Member of the New Jersey Legislative Council
- In office 1825–1827
- In office 1815–1819
- In office 1823–1824

Member of the New Jersey General Assembly
- In office 1813–1814

Sheriff of Cape May County
- In office 1809–1812
- Preceded by: Jacob Hughes
- Succeeded by: Aaron Leaming

Personal details
- Born: February 2, 1778
- Died: August 24, 1855 (aged 77)
- Children: 2, including Joshua Swain Jr.
- Parent: Jacocks Swain

= Joshua Swain (New Jersey politician) =

American politician

Joshua Swain (February 2, 1778 – August 24, 1855) was an American politician and inventor.
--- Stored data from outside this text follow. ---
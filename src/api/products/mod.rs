//! Product API 模块

mod handler;

use axum::{
    Router,
    routing::{get, post},
};

use crate::core::ServerState;

pub fn router() -> Router<ServerState> {
    Router::new().nest("/api/products", routes())
}

fn routes() -> Router<ServerState> {
    Router::new()
        .route("/", get(handler::list).post(handler::create))
        // Repair endpoint (must be before /{id} to avoid path conflicts)
        .route("/fix-product/{id}", get(handler::fix_product))
        .route("/{id}", get(handler::get_by_id))
        .route("/{id}/inventory", post(handler::set_variant_stock))
}
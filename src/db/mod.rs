//! Database Module
//!
//! 嵌入式 SurrealDB 存储。连接在进程启动时建立一次，
//! 之后所有请求克隆同一个 `Surreal<Db>` 句柄 (浅拷贝)。

pub mod models;
pub mod repository;

use crate::utils::AppError;
use surrealdb::Surreal;
use surrealdb::engine::local::{Db, Mem, RocksDb};

const NAMESPACE: &str = "storefront";
const DATABASE: &str = "storefront";

/// Database service — owns the embedded SurrealDB handle
#[derive(Clone)]
pub struct DbService {
    pub db: Surreal<Db>,
}

impl DbService {
    /// Open (or create) the RocksDB-backed database at `db_path`
    pub async fn new(db_path: &str) -> Result<Self, AppError> {
        let db = Surreal::new::<RocksDb>(db_path)
            .await
            .map_err(|e| AppError::Database(format!("Failed to open database: {e}")))?;

        db.use_ns(NAMESPACE)
            .use_db(DATABASE)
            .await
            .map_err(|e| AppError::Database(format!("Failed to select namespace: {e}")))?;

        tracing::info!("Database connection established ({db_path})");

        Ok(Self { db })
    }

    /// In-memory database (tests)
    pub async fn memory() -> Result<Self, AppError> {
        let db = Surreal::new::<Mem>(())
            .await
            .map_err(|e| AppError::Database(format!("Failed to open in-memory database: {e}")))?;

        db.use_ns(NAMESPACE)
            .use_db(DATABASE)
            .await
            .map_err(|e| AppError::Database(format!("Failed to select namespace: {e}")))?;

        Ok(Self { db })
    }
}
Swain was born in 1778, the son of Jacocks Swain. His son Joshua Jr. was born in 1804, and a second son Henry was born in 1806. Swain was named Sheriff of Cape May County in 1809, serving until 1812. In 1811, alongside his father and brother Henry, he patented the centreboard. Swain served in the New Jersey Assembly from 1813 to 1814. He was a member of the Legislative Council from 1815 to 1819, from 1823 to 1824, and from 1825 to 1827.

In 1829, Swain was listed as the co-owner of a schooner in the Great Egg Harbor. He voted for a new constitution at the 1844 New Jersey constitutional convention. A resident of Dennis Township, Swain was named as the community's first superintendent of schools. Swain died in 1855.